SEN NESİN?

167 18 6
                                    

Merhabalar... Bomba bir bölüm geldi... Nefeslerinizi tutun ve okumaya hazır oluuun... (Not: Hikayedeki resimde betimlenen şahıs var.)

BÖLÜM 17

Endişe... Korku... Suçluluk duygusu... Yesung'un yardım haykırışından net bir şekilde anlaşılan üç duyguydu. Ulumasıyla ormanı inletirken canlılara korku salmıştı. Şimdi ne mi hissediyordu? Kendisi de bu duygu karmaşasında hangisinin ağır bastığını bilemeyerek öfkeyle soluyordu. Tek hissettiği şey yoğun bir öfkeydi! Ona bunu yapanı bulacaktı ve Dolunay'ı kurtaracaktı! Sonrası mı? Belki o kişinin kafasını dişleriyle koparır bedenini de aslanlara yem derdi! Belki bu bile hafif kalırdı öfkesini dindirmeye!

Birkaç dakika sonra sürüsünü toplamıştı Yesung. Kararmış havayı aydınlatan gök gürültüleri ve yağmur fırtınayı haber verirken, akrabalarından, arkadaşlarından ve yabancılardan oluşan kurt sürüleri Yesung'un çağrısına uyup ona itaat için toplanmıştı bile. Yesung bu yapacağının babasına isyan olacağını bile bile -ki zaten Reislik mührünü taşıyordu, ha bugün ha yarın Reis olacaktı- Reisliğini ilan etmiş ve Alphea'sını bulmak için emirler yağdırmıştı! O alelade bir Reis değildi! Diğer kurtlar ona boyun eğmek zorundaydılar çünkü o reislerin reisiydi! O Alpha'ydı...

Sinirinden tüyleri kabarırken telepatiyle tüm kurtlara seslendi. "Alphea'mı bulmadan gelenin kafasını koparır tahtımın yanına asarım! Onu bulmadan dönmek yok! (Başıyla işaret ederek) Siz beşiniz, güneye! Siz beşiniz, güney batıya! Siz beşiniz, batıya!.. (Bütün yönlere yayılacak şekilde sürüsüne emirleri yağdırdıktan sonra ekledi) Bana ve Alphea'ma bu tuzağı kuranı bulan ilk olarak bana seslenecek! O kişiyle bizzat ben ilgileneceğim! Hadi şimdi dağılın!"
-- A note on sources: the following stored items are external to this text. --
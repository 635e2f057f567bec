//! Solar relevance classifier.
//!
//! A message is relevant when it contains a domain keyword. A message
//! without one is still relevant when it contains a back-reference word
//! ("it", "they", ...) and the user message of the most recent turn
//! contains a keyword. Only that single turn is consulted, and it is
//! checked for keywords alone, so a chain of back-references never
//! reaches further than one turn.

use super::keywords::{BACK_REFERENCE_WORDS, SOLAR_KEYWORDS};
use super::match_mode::MatchMode;
use crate::session::transcript::Transcript;

/// Why a message was accepted or rejected.
#[derive(Debug, Clone, Copy, PartialEq, Eq)]
pub enum Relevance {
    /// The message itself contains a domain keyword.
    Keyword,
    /// The message refers back to a previous turn that was about solar.
    BackReference,
    /// Neither a keyword nor a resolvable back-reference.
    Unrelated,
}

impl Relevance {
    pub fn is_accepted(&self) -> bool {
        !matches!(self, Relevance::Unrelated)
    }

    pub fn as_str(&self) -> &'static str {
        match self {
            Relevance::Keyword => "keyword",
            Relevance::BackReference => "back_reference",
            Relevance::Unrelated => "unrelated",
        }
    }
}

/// Keyword-based topic filter.
#[derive(Debug, Clone, Copy, Default)]
pub struct RelevanceClassifier {
    mode: MatchMode,
}

impl RelevanceClassifier {
    pub fn new(mode: MatchMode) -> Self {
        Self { mode }
    }

    pub fn mode(&self) -> MatchMode {
        self.mode
    }

    /// Returns true if `input` may be forwarded to the model.
    pub fn is_relevant(&self, input: &str, prior: &Transcript) -> bool {
        self.classify(input, prior).is_accepted()
    }

    /// Classify `input` against the transcript that precedes it.
    pub fn classify(&self, input: &str, prior: &Transcript) -> Relevance {
        let words = self.words(input);

        if self.has_keyword(&words) {
            return Relevance::Keyword;
        }

        if !self.has_back_reference(&words) {
            return Relevance::Unrelated;
        }

        // Depth 1: the previous user message gets no context of its own.
        match prior.last() {
            Some(turn) if self.has_keyword(&self.words(turn.user())) => Relevance::BackReference,
            _ => Relevance::Unrelated,
        }
    }

    fn words(&self, text: &str) -> Vec<String> {
        let lowered = text.to_lowercase();
        match self.mode {
            MatchMode::Token => lowered.split_whitespace().map(str::to_string).collect(),
            MatchMode::Phrase => lowered
                .split(|c: char| !c.is_alphanumeric())
                .filter(|w| !w.is_empty())
                .map(str::to_string)
                .collect(),
        }
    }

    fn has_keyword(&self, words: &[String]) -> bool {
        match self.mode {
            MatchMode::Token => SOLAR_KEYWORDS
                .iter()
                .any(|keyword| words.iter().any(|w| w == keyword)),
            MatchMode::Phrase => SOLAR_KEYWORDS.iter().any(|keyword| {
                let phrase: Vec<&str> = keyword.split_whitespace().collect();
                words
                    .windows(phrase.len())
                    .any(|window| window.iter().zip(&phrase).all(|(w, p)| w == p))
            }),
        }
    }

    fn has_back_reference(&self, words: &[String]) -> bool {
        BACK_REFERENCE_WORDS
            .iter()
            .any(|reference| words.iter().any(|w| w == reference))
    }
}

#[cfg(test)]
mod tests {
    use super::*;

    fn token() -> RelevanceClassifier {
        RelevanceClassifier::new(MatchMode::Token)
    }

    fn phrase() -> RelevanceClassifier {
        RelevanceClassifier::new(MatchMode::Phrase)
    }

    fn transcript_with(user: &str) -> Transcript {
        let mut transcript = Transcript::new();
        transcript.push(user, "...");
        transcript
    }

    // ==================== Keyword matching ====================

    #[test]
    fn test_keyword_accepted_regardless_of_transcript() {
        let classifier = token();
        let prior = transcript_with("What's the weather today?");
        for input in [
            "What is the cost of solar panels?",
            "Is PV worth it",
            "how does the sun make power",
            "photovoltaic efficiency numbers",
        ] {
            assert!(classifier.is_relevant(input, &Transcript::new()), "{input}");
            assert!(classifier.is_relevant(input, &prior), "{input}");
        }
    }

    #[test]
    fn test_keyword_match_is_case_insensitive() {
        assert_eq!(
            token().classify("SOLAR installers near me", &Transcript::new()),
            Relevance::Keyword
        );
    }

    #[test]
    fn test_unrelated_input_rejected() {
        let prior = transcript_with("Tell me about solar batteries.");
        assert!(!token().is_relevant("What's the weather today?", &Transcript::new()));
        assert!(!token().is_relevant("What's the weather today?", &prior));
    }

    #[test]
    fn test_empty_input_rejected() {
        assert!(!token().is_relevant("", &Transcript::new()));
        assert!(!token().is_relevant("   ", &transcript_with("solar")));
        assert!(!phrase().is_relevant("", &transcript_with("solar")));
    }

    #[test]
    fn test_token_mode_never_matches_multi_word_keywords() {
        // "net metering" cannot equal a single whitespace-split token.
        assert!(!token().is_relevant("How does net metering work", &Transcript::new()));
    }

    #[test]
    fn test_token_mode_punctuation_defeats_match() {
        assert!(!token().is_relevant("Is it solar?", &Transcript::new()));
        assert!(token().is_relevant("Is it solar ?", &Transcript::new()));
    }

    #[test]
    fn test_phrase_mode_matches_multi_word_keywords() {
        assert_eq!(
            phrase().classify("How does net metering work", &Transcript::new()),
            Relevance::Keyword
        );
        assert!(phrase().is_relevant("Is it solar?", &Transcript::new()));
    }

    #[test]
    fn test_phrase_mode_respects_word_boundaries() {
        assert!(!phrase().is_relevant("Are you free on sunday", &Transcript::new()));
        assert!(!phrase().is_relevant("metering net", &Transcript::new()));
    }

    // ==================== Back-reference resolution ====================

    #[test]
    fn test_back_reference_uses_previous_user_message() {
        let prior = transcript_with("Tell me about solar batteries.");
        assert_eq!(
            token().classify("How much do they cost?", &prior),
            Relevance::BackReference
        );
    }

    #[test]
    fn test_back_reference_without_transcript_rejected() {
        assert!(!token().is_relevant("How much do they cost?", &Transcript::new()));
        assert!(!token().is_relevant("it", &Transcript::new()));
    }

    #[test]
    fn test_back_reference_only_word_with_solar_history() {
        let prior = transcript_with("solar inverters");
        assert!(token().is_relevant("it", &prior));
        assert!(token().is_relevant("those", &prior));
    }

    #[test]
    fn test_back_reference_to_unrelated_turn_rejected() {
        let prior = transcript_with("What's the weather today?");
        assert!(!token().is_relevant("Will it rain?", &prior));
    }

    #[test]
    fn test_back_reference_consults_only_most_recent_turn() {
        let mut prior = Transcript::new();
        prior.push("Tell me about solar panels", "...");
        prior.push("What's the weather today?", "...");
        assert!(!token().is_relevant("Are they expensive?", &prior));
    }

    #[test]
    fn test_back_reference_does_not_chain() {
        // The previous message is itself a back-reference to a solar turn,
        // but it is checked for keywords only.
        let mut prior = Transcript::new();
        prior.push("Tell me about solar panels", "...");
        prior.push("How long do they last?", "...");
        assert!(!token().is_relevant("Is that covered by warranty?", &prior));
    }

    #[test]
    fn test_back_reference_word_must_be_whole_token() {
        let prior = transcript_with("solar");
        // "item" and "thisway" contain back-reference words but are not them.
        assert!(!token().is_relevant("item thisway", &prior));
    }

    #[test]
    fn test_phrase_mode_back_reference_ignores_punctuation() {
        let prior = transcript_with("What is net metering?");
        assert!(phrase().is_relevant("Is it worth it?", &prior));
        // Token mode sees "it?" and "metering?" as tokens.
        assert!(!token().is_relevant("Is that worth it?", &prior));
    }

    #[test]
    fn test_classify_reports_accepted_flag() {
        assert!(Relevance::Keyword.is_accepted());
        assert!(Relevance::BackReference.is_accepted());
        assert!(!Relevance::Unrelated.is_accepted());
    }
}
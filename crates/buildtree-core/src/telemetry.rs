//! Tracing setup for buildtree binaries.
//!
//! [`init_tracing`] installs the global subscriber once per process;
//! later calls are no-ops. The default filter keeps third-party crates
//! at `warn` and applies the requested level to the buildtree crates
//! only, so `-v` does not drown the output in runtime internals.

use tracing::Level;
use tracing_subscriber::layer::SubscriberExt;
use tracing_subscriber::util::SubscriberInitExt;
use tracing_subscriber::{fmt, EnvFilter};

/// Default directives when `RUST_LOG` is not set: buildtree crates at
/// `level`, everything else at `warn`.
fn default_filter(level: Level) -> EnvFilter {
    EnvFilter::new(format!(
        "warn,buildtree_core={level},buildtree_cli={level}"
    ))
}

/// Install the global tracing subscriber.
///
/// * `json` — emit newline-delimited JSON log lines instead of the
///   human-readable format.
/// * `level` — verbosity for the buildtree crates when `RUST_LOG` is
///   not set; `RUST_LOG` overrides everything.
pub fn init_tracing(json: bool, level: Level) {
    let env_filter =
        EnvFilter::try_from_default_env().unwrap_or_else(|_| default_filter(level));

    if json {
        tracing_subscriber::registry()
            .with(env_filter)
            .with(fmt::layer().with_target(false).json())
            .try_init()
            .ok();
    } else {
        tracing_subscriber::registry()
            .with(env_filter)
            .with(fmt::layer().with_target(false))
            .try_init()
            .ok();
    }
}
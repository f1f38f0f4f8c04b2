//! Per-build task dependency graph and topological scheduling.
//!
//! Models the tasks of a single build as a directed acyclic graph. An edge
//! `A → B` means "B depends on A" — A must complete before B may run.
//!
//! Topological ordering is computed via Kahn's algorithm with a
//! deterministic tie-break so repeated scheduling of the same graph yields
//! the same order.

use std::collections::{HashMap, HashSet, VecDeque};

use crate::error::{BuildTreeError, BuildTreeResult};
use crate::model::TaskPath;

/// Directed dependency graph over the tasks of one build.
///
/// Edges are stored as `dependency → dependents` adjacency lists.
/// Cycles are detected at insertion time via DFS.
#[derive(Debug, Clone, Default)]
pub struct TaskDependencyGraph {
    tasks: HashSet<TaskPath>,
    /// `dependency → {dependent, ...}` (downstream adjacency)
    downstream: HashMap<TaskPath, HashSet<TaskPath>>,
    /// `dependent → {dependency, ...}` (upstream adjacency)
    upstream: HashMap<TaskPath, HashSet<TaskPath>>,
}

impl TaskDependencyGraph {
    /// Create an empty graph.
    pub fn new() -> Self {
        Self::default()
    }

    /// Register a task. Idempotent.
    pub fn add_task(&mut self, task: TaskPath) {
        self.downstream.entry(task.clone()).or_default();
        self.upstream.entry(task.clone()).or_default();
        self.tasks.insert(task);
    }

    /// `true` when `task` is registered.
    pub fn contains(&self, task: &TaskPath) -> bool {
        self.tasks.contains(task)
    }

    /// Number of registered tasks.
    pub fn len(&self) -> usize {
        self.tasks.len()
    }

    pub fn is_empty(&self) -> bool {
        self.tasks.is_empty()
    }

    /// All registered tasks, sorted.
    pub fn tasks(&self) -> Vec<TaskPath> {
        let mut tasks: Vec<TaskPath> = self.tasks.iter().cloned().collect();
        tasks.sort();
        tasks
    }

    /// Direct dependencies of `task` (tasks it waits for), sorted.
    pub fn dependencies_of(&self, task: &TaskPath) -> BuildTreeResult<Vec<TaskPath>> {
        if !self.contains(task) {
            return Err(self.not_found(task));
        }
        let mut deps: Vec<TaskPath> = self
            .upstream
            .get(task)
            .into_iter()
            .flatten()
            .cloned()
            .collect();
        deps.sort();
        Ok(deps)
    }

    /// Add a dependency edge: `dependent` must run after `dependency`.
    ///
    /// Both tasks must already be registered via [`add_task`]. Returns
    /// [`BuildTreeError::DependencyCycle`] if the edge would introduce a
    /// cycle (checked via DFS before the edge is committed).
    ///
    /// [`add_task`]: TaskDependencyGraph::add_task
    pub fn add_dependency(
        &mut self,
        dependent: &TaskPath,
        dependency: &TaskPath,
    ) -> BuildTreeResult<()> {
        if !self.contains(dependency) {
            return Err(self.not_found(dependency));
        }
        if !self.contains(dependent) {
            return Err(self.not_found(dependent));
        }

        // Tentatively add the edge.
        self.downstream
            .entry(dependency.clone())
            .or_default()
            .insert(dependent.clone());
        self.upstream
            .entry(dependent.clone())
            .or_default()
            .insert(dependency.clone());

        // DFS cycle check starting from the newly added dependent.
        if let Some(cycle) = self.find_cycle_through(dependent) {
            // Roll back.
            if let Some(set) = self.downstream.get_mut(dependency) {
                set.remove(dependent);
            }
            if let Some(set) = self.upstream.get_mut(dependent) {
                set.remove(dependency);
            }
            return Err(BuildTreeError::DependencyCycle {
                tasks: cycle.into_iter().map(|t| t.to_string()).collect(),
            });
        }

        Ok(())
    }

    /// All tasks in topological order (dependencies before dependents).
    pub fn execution_order(&self) -> BuildTreeResult<Vec<TaskPath>> {
        self.order_subset(&self.tasks)
    }

    /// Execution schedule for a set of requested tasks: the transitive
    /// dependency closure of `requested`, in topological order.
    ///
    /// Request order does not change the schedule — ordering always
    /// follows the dependency graph. Unknown tasks are rejected.
    pub fn schedule_for(&self, requested: &[TaskPath]) -> BuildTreeResult<Vec<TaskPath>> {
        let mut closure: HashSet<TaskPath> = HashSet::new();
        let mut queue: VecDeque<&TaskPath> = VecDeque::new();

        for task in requested {
            if !self.contains(task) {
                return Err(self.not_found(task));
            }
            if closure.insert(task.clone()) {
                queue.push_back(task);
            }
        }

        while let Some(task) = queue.pop_front() {
            for dep in self.upstream.get(task).into_iter().flatten() {
                if closure.insert(dep.clone()) {
                    queue.push_back(dep);
                }
            }
        }

        self.order_subset(&closure)
    }

    /// Kahn's algorithm over `subset`, with a sorted tie-break for
    /// deterministic output.
    fn order_subset(&self, subset: &HashSet<TaskPath>) -> BuildTreeResult<Vec<TaskPath>> {
        let mut in_degree: HashMap<&TaskPath, usize> =
            subset.iter().map(|task| (task, 0)).collect();

        for (dep, dependents) in &self.downstream {
            if !subset.contains(dep) {
                continue;
            }
            for dependent in dependents {
                if let Some(deg) = in_degree.get_mut(dependent) {
                    *deg += 1;
                }
            }
        }

        let mut ready: Vec<&TaskPath> = in_degree
            .iter()
            .filter(|(_, &deg)| deg == 0)
            .map(|(&task, _)| task)
            .collect();
        ready.sort();
        let mut queue: VecDeque<&TaskPath> = ready.into_iter().collect();

        let mut sorted = Vec::new();

        while let Some(task) = queue.pop_front() {
            sorted.push(task.clone());
            if let Some(dependents) = self.downstream.get(task) {
                let mut next: Vec<&TaskPath> = Vec::new();
                for dependent in dependents {
                    if let Some(deg) = in_degree.get_mut(dependent) {
                        *deg -= 1;
                        if *deg == 0 {
                            next.push(dependent);
                        }
                    }
                }
                next.sort();
                queue.extend(next);
            }
        }

        if sorted.len() != subset.len() {
            return Err(BuildTreeError::DependencyCycle {
                tasks: subset.iter().map(|t| t.to_string()).collect(),
            });
        }

        Ok(sorted)
    }

    /// DFS from `start` to detect cycles. Returns the cycle path if found.
    fn find_cycle_through(&self, start: &TaskPath) -> Option<Vec<TaskPath>> {
        let mut visited = HashSet::new();
        let mut path = Vec::new();
        if self.dfs_cycle(start, &mut visited, &mut path) {
            Some(path)
        } else {
            None
        }
    }

    fn dfs_cycle(
        &self,
        task: &TaskPath,
        visited: &mut HashSet<TaskPath>,
        path: &mut Vec<TaskPath>,
    ) -> bool {
        if path.contains(task) {
            path.push(task.clone());
            return true;
        }
        if visited.contains(task) {
            return false;
        }
        visited.insert(task.clone());
        path.push(task.clone());

        if let Some(dependents) = self.downstream.get(task) {
            for dependent in dependents {
                if self.dfs_cycle(dependent, visited, path) {
                    return true;
                }
            }
        }

        path.pop();
        false
    }

    fn not_found(&self, task: &TaskPath) -> BuildTreeError {
        BuildTreeError::TaskNotFound {
            build: String::new(),
            task: task.to_string(),
        }
    }
}

#[cfg(test)]
mod tests {
    use super::*;

    fn task(path: &str) -> TaskPath {
        path.parse().unwrap()
    }

    fn compile_jar_publish() -> TaskDependencyGraph {
        // :publish depends on :jar, :jar depends on :compile
        let mut g = TaskDependencyGraph::new();
        g.add_task(task(":compile"));
        g.add_task(task(":jar"));
        g.add_task(task(":publish"));
        g.add_dependency(&task(":jar"), &task(":compile")).unwrap();
        g.add_dependency(&task(":publish"), &task(":jar")).unwrap();
        g
    }

    #[test]
    fn test_execution_order_respects_dependencies() {
        let g = compile_jar_publish();
        let order = g.execution_order().unwrap();
        let compile = order.iter().position(|t| t == &task(":compile")).unwrap();
        let jar = order.iter().position(|t| t == &task(":jar")).unwrap();
        let publish = order.iter().position(|t| t == &task(":publish")).unwrap();
        assert!(compile < jar, ":compile must come before :jar");
        assert!(jar < publish, ":jar must come before :publish");
    }

    #[test]
    fn test_cycle_detection_rejects_mutual_dependency() {
        let mut g = TaskDependencyGraph::new();
        g.add_task(task(":a"));
        g.add_task(task(":b"));
        g.add_dependency(&task(":b"), &task(":a")).unwrap();
        let result = g.add_dependency(&task(":a"), &task(":b"));
        assert!(matches!(
            result,
            Err(BuildTreeError::DependencyCycle { .. })
        ));
        // The rejected edge must not survive in the graph.
        assert!(g.execution_order().is_ok());
    }

    #[test]
    fn test_schedule_for_pulls_in_transitive_dependencies() {
        let g = compile_jar_publish();
        let schedule = g.schedule_for(&[task(":publish")]).unwrap();
        assert_eq!(
            schedule,
            vec![task(":compile"), task(":jar"), task(":publish")]
        );
    }

    #[test]
    fn test_schedule_for_excludes_unrequested_branches() {
        let mut g = compile_jar_publish();
        g.add_task(task(":docs"));
        let schedule = g.schedule_for(&[task(":jar")]).unwrap();
        assert_eq!(schedule, vec![task(":compile"), task(":jar")]);
    }

    #[test]
    fn test_schedule_for_unknown_task_errors() {
        let g = compile_jar_publish();
        let result = g.schedule_for(&[task(":missing")]);
        assert!(matches!(result, Err(BuildTreeError::TaskNotFound { .. })));
    }

    #[test]
    fn test_schedule_is_deterministic_for_independent_tasks() {
        let mut g = TaskDependencyGraph::new();
        for t in [":c", ":a", ":b"] {
            g.add_task(task(t));
        }
        let first = g.execution_order().unwrap();
        let second = g.execution_order().unwrap();
        assert_eq!(first, second);
        assert_eq!(first, vec![task(":a"), task(":b"), task(":c")]);
    }

    #[test]
    fn test_diamond_graph_resolves_correctly() {
        // :check depends on :test and :lint, both depend on :compile
        let mut g = TaskDependencyGraph::new();
        for t in [":compile", ":test", ":lint", ":check"] {
            g.add_task(task(t));
        }
        g.add_dependency(&task(":test"), &task(":compile")).unwrap();
        g.add_dependency(&task(":lint"), &task(":compile")).unwrap();
        g.add_dependency(&task(":check"), &task(":test")).unwrap();
        g.add_dependency(&task(":check"), &task(":lint")).unwrap();

        let order = g.execution_order().unwrap();
        assert_eq!(order.first(), Some(&task(":compile")));
        assert_eq!(order.last(), Some(&task(":check")));
    }

    #[test]
    fn test_dependencies_of_lists_direct_upstream() {
        let g = compile_jar_publish();
        let deps = g.dependencies_of(&task(":publish")).unwrap();
        assert_eq!(deps, vec![task(":jar")]);
    }
}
Sürü dağılırken Yesung iliklerine kadar öfke ve nefreti hissediyordu. Artık köşeye çekilmek yoktu! Saldırıya saldırıyla karşılık verecek, misliyle bunu onlara ödetecekti!

Sinirle nefesini havaya üflerken aklı hâlâ yerdeki kan damlalarındaydı. Dolunay'a kesinlikle bir şey yapmışlardı ve ölümü pahasına da olsa Yesung Dolunay'ı kurtaracaktı!

Beynindeki sesle irkildi ve dinlemeye koyuldu, bu Yonhi'ydi! Sesi endişeli geliyordu.

"Sürüdeki kurtlardan biri bana olanları anlattı. Dolunay'a yerini bulmak için simulakrum büyüsü uygulamaya çalıştım ama olmadı! Bu, ya Dolunay'ın büyüye karşı bir direnci olduğuna yani bunun engellendiğine ya da büyü yapılan kişinin hayatta olmadığına işaret ediyor... Aynı şekilde kolyeye yaptığım büyü de engelleniyor. Bu da her şeyin ince düşünülmüş bir plan olduğunu gösterir. Onlar Dolunay'a zarar vermeden onu bulmalısın!"

Yonhi telepatiyi kestiğinde Yesung damarlarında kan yerine ateş yayılırcasına burnundan soluyordu! Sonra bir an annesinin sözlerini anımsadı. "En kötü durumda bile sakinliğini koruyabiliyorsan başardın demektir." Sakinleşmek için derin nefesler alıp verirken uzakta bir yere düşen yıldırımla irkildi Yesung. Sonra bir an bu havanın normal olamayacağını anımsadı. Fazlasıyla kasvet yayıyordu! Yoksa... Yoksa bir lanet mi doğuyordu?! Evet! Yanılıyor olamazdı! Çocukken aldığı tarih derslerini anımsadı. Çocukken kasabanın uzağında kalan kurt insanların eğitimi için düzenlenmiş özel bir okulda şamanların verdiği eğitimlerle büyümüştü. Bu eğitimlerde tarihe işlemiş bir çok lanet ve ölümler gözlerinin önünden geçti. Peki bu bir lanetse kurban kimdi? Yesung aklına gelen ihtimalle donakaldı. Dolunay'ı hemen bulmalıydı!

&

Bir süredir zincirlerden kurtulmayı deniyordu Dolunay ama bileklerinin kızarması dışında herhangi bir şey yapamamıştı... Keşke gurur yapmasaydı! Keşke Yesung'un yanında olsaydı! Zaten biraz da kendisi suçlu değil miydi Dolunay'ın? Ona evini açan, ona sahip çıkan insanları yarı yolda bırakmayı düşünmüştü! Bunu hak ediyordu! Yesung bir anlık sinirle söylemişti onları, Yesung'u anlıyordu... Biri sizi yarı yolda bıraksa -ki bu değer verdiğiniz biriyse- siz de kırıcı konuşmaz mıydınız?.. Yesung belki de bağırıp çağırırken bunu yapma demek istemişti? Belki de Dolunay'a git derken kalmasını istemişti?..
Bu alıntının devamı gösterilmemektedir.